Tess crept away to the back room.

"I comed to see ye, Mammy Longman, and——"

"Sit down on the bed," interrupted the tired voice. "Myry and Ezy air both gone. Satisfied says as how Myry air a-smilin' and as how ye said she were happy. Satisfied and me feels better, we does."

Tessibel choked back the welling tears.

The gray head resting upon a soiled pillow, the pale face turned toward the wall, which had not turned to her, struck Tess deeper than Satisfied's stolid grief.

"Ye be sure Myry air happy?" came the tired voice again.

"Yep."

Mrs. Longman threw her eyes on Tessibel.

"If she air happy, what air ye cryin' for?"

"'Cause it air lonely for ye and Satisfied without her and the brat. I knows, 'cause I ain't had Daddy in such a long time."

"We was lookin' for Myry back, but not like—"

Tess broke in upon her words.

"Mammy Longman, I air a-carin' for a little chap what ain't goin' to live, and I wants a dress to take him to the church. Will ye let me have one?"
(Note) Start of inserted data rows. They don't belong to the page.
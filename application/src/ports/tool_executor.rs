//! Tool Executor port
//!
//! Defines the interface for executing workspace tools.

use async_trait::async_trait;
use pecko_domain::tool::{
    entities::{ToolCall, ToolDefinition, ToolName, ToolSpec},
    value_objects::ToolResult,
};

/// Port for tool execution
///
/// Implementations never fail past this boundary: every error is folded
/// into the returned [`ToolResult`].
#[async_trait]
pub trait ToolExecutorPort: Send + Sync {
    /// Get the specification of all available tools
    fn tool_spec(&self) -> &ToolSpec;

    /// Check if a tool is available
    fn has_tool(&self, name: ToolName) -> bool {
        self.tool_spec().get(name).is_some()
    }

    /// Get the definition of a specific tool
    fn get_tool(&self, name: ToolName) -> Option<&ToolDefinition> {
        self.tool_spec().get(name)
    }

    /// Execute a tool call synchronously (blocking)
    fn execute_sync(&self, call: &ToolCall) -> ToolResult;

    /// Execute a tool call.
    ///
    /// Default implementation runs [`execute_sync`](Self::execute_sync) inline.
    async fn execute(&self, call: &ToolCall) -> ToolResult {
        self.execute_sync(call)
    }
}
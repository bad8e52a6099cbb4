//! JSON Schema tool converter.
//!
//! Default implementation of [`ToolSchemaPort`] producing the
//! OpenAI-compatible `function` tool format.

use pecko_application::ports::tool_schema::ToolSchemaPort;
use pecko_domain::tool::entities::ToolDefinition;

/// Handles param_type → JSON Schema type mapping:
/// - `"string"`, `"path"` → `"string"`
/// - `"number"` → `"number"`
/// - `"integer"` → `"integer"`
/// - `"boolean"` → `"boolean"`
/// - anything else → `"string"`
pub struct JsonSchemaToolConverter;

impl ToolSchemaPort for JsonSchemaToolConverter {
    fn tool_to_schema(&self, tool: &ToolDefinition) -> serde_json::Value {
        let mut properties = serde_json::Map::new();
        let mut required = Vec::new();

        for param in &tool.parameters {
            let schema_type = match param.param_type.as_str() {
                "string" | "path" => "string",
                "number" => "number",
                "integer" => "integer",
                "boolean" => "boolean",
                _ => "string",
            };

            let mut prop = serde_json::Map::new();
            prop.insert("type".to_string(), serde_json::json!(schema_type));
            prop.insert(
                "description".to_string(),
                serde_json::json!(param.description),
            );
            if let Some(default) = &param.default {
                prop.insert("default".to_string(), default.clone());
            }
            properties.insert(param.name.clone(), serde_json::Value::Object(prop));

            if param.required {
                required.push(serde_json::json!(param.name));
            }
        }

        serde_json::json!({
            "type": "function",
            "function": {
                "name": tool.name.as_str(),
                "description": tool.description,
                "parameters": {
                    "type": "object",
                    "properties": properties,
                    "required": required,
                }
            }
        })
    }
}

#[cfg(test)]
mod tests {
    use super::*;
    use crate::tools::default_tool_spec;
    use pecko_domain::{ToolName, ToolSet};

    #[test]
    fn test_write_file_schema() {
        let spec = default_tool_spec();
        let schema = JsonSchemaToolConverter.tool_to_schema(spec.get(ToolName::WriteFile).unwrap());

        assert_eq!(schema["type"], "function");
        assert_eq!(schema["function"]["name"], "write_file");
        let params = &schema["function"]["parameters"];
        assert_eq!(params["type"], "object");
        assert_eq!(params["properties"]["file_path"]["type"], "string");
        assert_eq!(params["properties"]["content"]["type"], "string");
        assert_eq!(params["required"], serde_json::json!(["file_path", "content"]));
    }

    #[test]
    fn test_list_files_default() {
        let spec = default_tool_spec();
        let schema = JsonSchemaToolConverter.tool_to_schema(spec.get(ToolName::ListFiles).unwrap());

        let directory = &schema["function"]["parameters"]["properties"]["directory"];
        assert_eq!(directory["default"], ".");
        assert_eq!(
            schema["function"]["parameters"]["required"],
            serde_json::json!([])
        );
    }

    #[test]
    fn test_tools_schema_keeps_order() {
        let tools = default_tool_spec().filtered(&ToolSet::read_only());
        let schemas = JsonSchemaToolConverter.tools_schema(&tools);

        let names: Vec<_> = schemas
            .iter()
            .map(|s| s["function"]["name"].as_str().unwrap())
            .collect();
        assert_eq!(names, vec!["list_files", "read_file"]);
    }
}
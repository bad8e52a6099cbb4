//! Conversation domain
//!
//! Messages exchanged during a run and the append-only [`log::ConversationLog`]
//! shared by every role of that run.

pub mod entities;
pub mod log;

pub use entities::{AiMessage, Message, MessageRole, ToolResultMessage};
pub use log::ConversationLog;
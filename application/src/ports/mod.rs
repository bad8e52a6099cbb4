//! Port definitions (interfaces for external adapters)
//!
//! Ports define the contracts that infrastructure adapters must implement.

pub mod conversation_logger;
pub mod llm_gateway;
pub mod progress;
pub mod tool_executor;
pub mod tool_schema;
pub mod console;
Mrs. Longman sat up, a new interest dawning in her faded eyes.

"To a church? Why to a church? He ain't dead yet, air he?"

"Nope; but his ma wants him took to the church where the Huly Ghost air, to have the water put on him.... Can I take the dress?"

"Yep, Tess; take one from Myry's box. They ain't good, but our little brat wored them."

Aimlessly, she lay down again and ceased speaking, but whimpered until Tess left the room. The girl made her choice from the small stock of dresses that had been worn by the Longman family, and had at last descended to the little dead boy.

On her way home to the hut once more, Tess paused on the rocks. The spectacle at Longman's had filled her eyes with the shadow of longing. She had seen Myra clasped in the arms of the man she loved. Tessibel's thoughts flew to the student. She could imagine her own happiness if she had been in the storm, andFrederick had taken her in his arms, and they should have—

"I wish almost I was Myry," she moaned, "and the student was Ben Letts.... No, no! not that! not that!"

She sank under the burden of a new thought. Myra had sought, and had found—had searched for Ben in the storm, and had found him. Myra had had more faith than she had.

"Faith the size of a mustard-seed," flashed into her mind. Her own past unbelief pressed upon her, and the color fled from her cheeks, leaving them pale.

She opened the basket, and put her wistful face close to the sleeping child, her mental tension gone in her uprising faith.

"I thought as how ye were a-keepin' the student from me, but ye ain't. God ain't ready to let me have him. But he air a-goin' to let me have him some time. I air glad I got ye, and I hopes that ye live, too. Myry air got Ben Letts, and I air a-goin' to have—Frederick." She walked home in a reverie deep and sweet.